RE: proposal by Encyclopaedia Britannica

Martin,

Thanks for your feedback.  Please see my comments below in brackets.

-----Original Message-----
From: Martin Hepp [mailto:martin.hepp@ebusiness-unibw.org] 
Sent: Monday, November 18, 2013 10:38 AM
To: Guha
Cc: Hetrea, Carmen; list; Cranmer, Paul
Subject: Re: proposal by Encyclopaedia Britannica

Carmen:

See below for a very quick feedback on part of your proposal:

On Nov 18, 2013, at 3:50 PM, Guha wrote:

> On Tue, Nov 12, 2013 at 9:45 AM, Hetrea, Carmen <CHetrea@eb.com> wrote:
....
> SCHEMA.ORG ONTOLOGY EXPANSION - a PROPOSAL by Encyclopaedia Britannica
> 
>  
....
> 
> Proposal:
> 
> 1.    We propose top Class changes
> Top Class: SchemaOrgClass
> Two major Subclass divisions of information: Concept and Entity.


I agree that this makes sense from a knowledge representation perspective, but I have some concerns that this distinction actually improves the vocabulary for typical Webmasters.
In general, philosophically-grounded top-level distinctions can be difficult to apply by practitioners, which means that in the end, the quality of the data deteriorates.
For a *Web* vocabulary, ambiguous classes need not be a disadvantage since they can be reliably applied by publishers of data who are unable to apply the conceptual distinction reliably.

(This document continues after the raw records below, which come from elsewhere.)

pub mod archive;
pub mod decode;
pub mod encode;
pub mod favicon;
pub mod resize;
pub mod svg;
pub mod web;

use anyhow::{Context, Result};
use indicatif::ProgressBar;
use std::collections::HashSet;
use std::fs;
use std::path::{Path, PathBuf};
use std::time::{Duration, Instant};
use strum_macros::Display;
use walkdir::WalkDir;

use crate::utils::{has_valid_extension, output_stem, verbose_println};
use archive::{ArchiveLayout, README_NAME};
use decode::ExifOrientation;
use encode::{OutputFormat, AVIF_QUALITY, JPEG_QUALITY, WEBP_QUALITY};

#[derive(Debug, Clone)]
pub struct ExportConfig {
    /// Root directory for all outputs
    pub output_root: PathBuf,
    /// Per-run subdirectory name, `None` writes into the root directly
    pub timestamp: Option<String>,
    pub favicon: bool,
    pub website: bool,
    /// Web-root layout: favicons at the root, written once per run
    pub public: bool,
    pub write_archives: bool,
    pub extensions: Vec<String>,
    pub verbose: bool,
}

impl ExportConfig {
    pub fn output_dir(&self) -> PathBuf {
        match &self.timestamp {
            Some(timestamp) => self.output_root.join(timestamp),
            None => self.output_root.clone(),
        }
    }
}

/// Which part of the output tree a file belongs to
#[derive(Debug, Clone, Copy, PartialEq, Eq, Hash)]
pub enum OutputGroup {
    Standard,
    Web,
    Favicon,
    Archive,
}

impl OutputGroup {
    pub fn folder_name(&self) -> &'static str {
        match self {
            OutputGroup::Standard => "standard",
            OutputGroup::Web => "web",
            OutputGroup::Favicon => "favicon",
            OutputGroup::Archive => "archive",
        }
    }

    pub fn description(&self) -> &'static str {
        match self {
            OutputGroup::Standard => "Full-size conversions (PNG, JPEG, WebP, AVIF, SVG)",
            OutputGroup::Web => "Responsive WebP/JPEG variants and a <picture> HTML snippet",
            OutputGroup::Favicon => "Favicon PNGs, multi-resolution favicon.ico and site.webmanifest",
            OutputGroup::Archive => "ZIP bundle of all of the above",
        }
    }
}

/// An encoded file that has not been written yet
#[derive(Debug, Clone)]
pub struct RenderedFile {
    pub name: String,
    pub format: OutputFormat,
    pub bytes: Vec<u8>,
    /// Pixel size for icons and responsive variants
    pub size: Option<u32>,
}

impl RenderedFile {
    pub fn new(
        name: impl Into<String>,
        format: OutputFormat,
        bytes: Vec<u8>,
        size: Option<u32>,
    ) -> Self {
        Self {
            name: name.into(),
            format,
            bytes,
            size,
        }
    }
}

/// A file written to disk
#[derive(Debug, Clone)]
pub struct OutputFile {
    pub path: PathBuf,
    pub format: OutputFormat,
    pub group: OutputGroup,
    pub quality: Option<u8>,
    pub size: Option<u32>,
    pub bytes: u64,
}

impl OutputFile {
    pub fn file_name(&self) -> String {
        self.path
            .file_name()
            .map(|name| name.to_string_lossy().into_owned())
            .unwrap_or_default()
    }
}

#[derive(Debug, Clone, Copy, PartialEq, Eq, Display)]
pub enum SkipReason {
    #[strum(to_string = "codec not available in this build")]
    CodecUnavailable,
    #[strum(to_string = "favicon set already written for this run")]
    FaviconAlreadyWritten,
    #[strum(to_string = "source is narrower than this width")]
    UpscaleAvoided,
    #[strum(to_string = "name already taken by another output of this image")]
    NameClash,
}

#[derive(Debug, Clone)]
pub struct SkippedOutput {
    pub name: String,
    pub reason: SkipReason,
}

#[derive(Debug)]
pub struct ExportResult {
    pub input_path: PathBuf,
    pub stem: String,
    pub width: u32,
    pub height: u32,
    pub has_alpha: bool,
    pub orientation: ExifOrientation,
    pub outputs: Vec<OutputFile>,
    pub skipped: Vec<SkippedOutput>,
    pub duration: Duration,
}

impl ExportResult {
    pub fn archive_path(&self) -> Option<&Path> {
        self.outputs
            .iter()
            .find(|o| o.group == OutputGroup::Archive)
            .map(|o| o.path.as_path())
    }

    pub fn total_bytes(&self) -> u64 {
        self.outputs.iter().map(|o| o.bytes).sum()
    }
}

pub struct ExportEngine {
    config: ExportConfig,
    output_dir: PathBuf,
    favicon_written: bool,
    progress: Option<ProgressBar>,
}

impl ExportEngine {
    pub fn new(config: ExportConfig) -> Self {
        let output_dir = config.output_dir();
        Self {
            config,
            output_dir,
            favicon_written: false,
            progress: None,
        }
    }

    /// Route verbose lines around this bar so they do not tear it
    pub fn set_progress_bar(&mut self, progress: ProgressBar) {
        self.progress = Some(progress);
    }

    fn verbose(&self, message: &str) {
        match &self.progress {
            Some(pb) => pb.suspend(|| verbose_println(self.config.verbose, message)),
            None => verbose_println(self.config.verbose, message),
        }
    }

    pub fn config(&self) -> &ExportConfig {
        &self.config
    }

    pub fn output_dir(&self) -> &Path {
        &self.output_dir
    }

    pub fn prepare_output_dir(&self) -> Result<()> {
        fs::create_dir_all(&self.output_dir).with_context(|| {
            format!(
                "Failed to create output directory: {}",
                self.output_dir.display()
            )
        })
    }

    /// Expand sources into a list of image files
    ///
    /// Files are taken as given; directories are scanned recursively for the
    /// configured extensions, skipping the output tree itself.
    pub fn discover_images(&self, sources: &[PathBuf]) -> Result<Vec<PathBuf>> {
        let output_root = fs::canonicalize(&self.config.output_root).ok();
        let mut image_files = Vec::new();

        for source in sources {
            if !source.is_dir() {
                image_files.push(source.clone());
                continue;
            }

            self.verbose(&format!("Scanning directory: {}", source.display()));

            let mut found = Vec::new();
            let walker = WalkDir::new(source)
                .follow_links(false)
                .max_depth(10)
                .into_iter()
                .filter_entry(|entry| match &output_root {
                    Some(root) => fs::canonicalize(entry.path())
                        .map(|path| path != *root)
                        .unwrap_or(true),
                    None => true,
                });

            for entry in walker {
                let entry = entry.context("Failed to read directory entry")?;
                if entry.file_type().is_file()
                    && has_valid_extension(entry.path(), &self.config.extensions)
                {
                    found.push(entry.into_path());
                }
            }

            found.sort();
            image_files.extend(found);
        }

        let mut seen = HashSet::new();
        image_files.retain(|path| seen.insert(path.clone()));

        self.verbose(&format!("Found {} image files", image_files.len()));
        Ok(image_files)
    }

    /// Process images one after another; a failing image does not stop the batch
    pub fn process_batch<F>(&mut self, image_files: &[PathBuf], mut on_done: F) -> Vec<Result<ExportResult>>
    where
        F: FnMut(usize, &Path, &Result<ExportResult>),
    {
        let mut results = Vec::with_capacity(image_files.len());

        for (index, image_path) in image_files.iter().enumerate() {
            let result = self.process_image(image_path);
            on_done(index + 1, image_path, &result);
            results.push(result);
        }

        results
    }

    /// Convert one image into every configured output
    pub fn process_image(&mut self, image_path: &Path) -> Result<ExportResult> {
        let start = Instant::now();
        let source = decode::load_source(image_path)?;
        let stem = output_stem(image_path);
        let (width, height) = (source.width(), source.height());

        self.verbose(&format!(
            "Decoded {} ({}x{}, alpha: {}, orientation: {})",
            image_path.display(),
            width,
            height,
            source.has_alpha,
            source.orientation.description()
        ));

        let dir = self.output_dir.clone();
        let mut outputs = Vec::new();
        let mut skipped = Vec::new();
        let mut wrote_favicons = false;

        // PNG first: the SVG wrapper embeds exactly these bytes
        let png = encode::encode_png(&source.image)
            .with_context(|| format!("Failed to convert {}", image_path.display()))?;
        let svg = svg::render_svg(&png, width, height);
        outputs.push(self.write_rendered(
            &dir,
            RenderedFile::new(format!("{}.png", stem), OutputFormat::Png, png, None),
            OutputGroup::Standard,
            None,
        )?);

        for (format, quality) in [
            (OutputFormat::Jpeg, JPEG_QUALITY),
            (OutputFormat::WebP, WEBP_QUALITY),
            (OutputFormat::Avif, AVIF_QUALITY),
        ] {
            let name = format!("{}.{}", stem, format.extension());
            let encoded = encode::encode_raster(&source.image, format, Some(quality))
                .with_context(|| format!("Failed to convert {} to {}", image_path.display(), format))?;

            match encoded {
                Some(bytes) => outputs.push(self.write_rendered(
                    &dir,
                    RenderedFile::new(name, format, bytes, None),
                    OutputGroup::Standard,
                    Some(quality),
                )?),
                None => skipped.push(SkippedOutput {
                    name,
                    reason: SkipReason::CodecUnavailable,
                }),
            }
        }

        outputs.push(self.write_rendered(
            &dir,
            RenderedFile::new(
                format!("{}.svg", stem),
                OutputFormat::Svg,
                svg.into_bytes(),
                None,
            ),
            OutputGroup::Standard,
            None,
        )?);

        if self.config.favicon {
            if self.config.public && self.favicon_written {
                skipped.push(SkippedOutput {
                    name: favicon::ICO_FILE_NAME.to_string(),
                    reason: SkipReason::FaviconAlreadyWritten,
                });
            } else {
                let favicon_dir = self.favicon_dir(&stem);
                let files = favicon::generate_favicons(&source.image, &stem)
                    .with_context(|| format!("Failed to generate favicons for {}", image_path.display()))?;
                for file in files {
                    // Public mode shares one directory with the standard outputs
                    let path = favicon_dir.join(&file.name);
                    if outputs.iter().any(|o: &OutputFile| o.path == path) {
                        skipped.push(SkippedOutput {
                            name: file.name,
                            reason: SkipReason::NameClash,
                        });
                        continue;
                    }
                    outputs.push(self.write_rendered(&favicon_dir, file, OutputGroup::Favicon, None)?);
                }
                wrote_favicons = true;
            }
        }

        if self.config.website {
            let variants = web::generate_web_variants(&source.image, &stem)
                .with_context(|| format!("Failed to generate web variants for {}", image_path.display()))?;
            let web_dir = dir.join(OutputGroup::Web.folder_name());

            for file in variants.files {
                let quality = match file.format {
                    OutputFormat::Jpeg => Some(web::WEB_JPEG_QUALITY),
                    OutputFormat::WebP => Some(WEBP_QUALITY),
                    _ => None,
                };
                outputs.push(self.write_rendered(&web_dir, file, OutputGroup::Web, quality)?);
            }

            for width in variants.dropped_widths {
                skipped.push(SkippedOutput {
                    name: format!("{}-{}w", stem, width),
                    reason: SkipReason::UpscaleAvoided,
                });
            }
        }

        if self.config.write_archives {
            let source_name = image_path
                .file_name()
                .map(|name| name.to_string_lossy().into_owned())
                .unwrap_or_else(|| stem.clone());
            let archive = self.write_archive(
                &dir,
                &stem,
                &source_name,
                (width, height),
                source.has_alpha,
                &outputs,
            )?;
            outputs.push(archive);
        }

        if wrote_favicons {
            self.favicon_written = true;
        }

        Ok(ExportResult {
            input_path: image_path.to_path_buf(),
            stem,
            width,
            height,
            has_alpha: source.has_alpha,
            orientation: source.orientation,
            outputs,
            skipped,
            duration: start.elapsed(),
        })
    }

    fn favicon_dir(&self, stem: &str) -> PathBuf {
        if self.config.public {
            self.output_dir.clone()
        } else {
            self.output_dir
                .join(OutputGroup::Favicon.folder_name())
                .join(stem)
        }
    }

    fn write_rendered(
        &self,
        dir: &Path,
        file: RenderedFile,
        group: OutputGroup,
        quality: Option<u8>,
    ) -> Result<OutputFile> {
        fs::create_dir_all(dir)
            .with_context(|| format!("Failed to create directory: {}", dir.display()))?;

        let path = dir.join(&file.name);
        fs::write(&path, &file.bytes)
            .with_context(|| format!("Failed to write {}", path.display()))?;

        self.verbose(&format!("Wrote {}", path.display()));

        Ok(OutputFile {
            path,
            format: file.format,
            group,
            quality,
            size: file.size,
            bytes: file.bytes.len() as u64,
        })
    }

    fn write_archive(
        &self,
        dir: &Path,
        stem: &str,
        source_name: &str,
        dimensions: (u32, u32),
        has_alpha: bool,
        outputs: &[OutputFile],
    ) -> Result<OutputFile> {
        let layout = ArchiveLayout::for_outputs(outputs);
        let entries = archive::plan_entries(stem, outputs, layout);

        let extra = match layout {
            ArchiveLayout::Flat => Vec::new(),
            ArchiveLayout::Structured => vec![(
                format!("{}/{}", stem, README_NAME),
                archive::render_readme(stem, source_name, dimensions, has_alpha, &entries)
                    .into_bytes(),
            )],
        };

        let zip_path = dir.join(format!("{}_web_images.zip", stem));
        archive::write_archive(&zip_path, &entries, &extra)?;

        let bytes = fs::metadata(&zip_path)
            .with_context(|| format!("Failed to stat {}", zip_path.display()))?
            .len();
        self.verbose(&format!(
            "Bundled {} files into {}",
            entries.len() + extra.len(),
            zip_path.display()
        ));

        Ok(OutputFile {
            path: zip_path,
            format: OutputFormat::Zip,
            group: OutputGroup::Archive,
            quality: None,
            size: None,
            bytes,
        })
    }
}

[First of all, the schema.org ontology is conceived to organize entities and has no place for organizing concepts. Since our primary concern is a consistent and reliable machine-readable semantic representation of knowledge for the Semantic Web, we arrived at our proposal primarily because we did not see any semantic ontologies that were concerned with representing general-knowledge content. 

The two top classes are essential for this purpose, because of the fundamental differences between concepts, which metaphysical, and entities which are physical.  Concepts can be related in semantic hierarchies that provide a useful skeleton for organizing information in the traditional vertically related broader concept, narrower concept, and the horizontally related concepts as has been addressed in SKOS.  We have added to this scenario also component relationships, i.e. concepts that effectively complete a picture thought not semantically narrower concepts.  

Entities, however, though definable by concepts, relate to each other multi-dimensionally both semantically and syntactically.  This distinction is simple and basic and can enable practitioners to manage their information more effectively.  While I understand your point that ambiguity appears to allow for a more flexible vocabulary, it risks undermining the very premise of semantics.  We have learned that ambiguous vocabulary ultimately limits the usefulness of the data it defines because it is inaccurate.  The more precision you are able to achieve in your system, the more flexibility your system will acquire in using the data it manages, since you can count on getting accurate results.]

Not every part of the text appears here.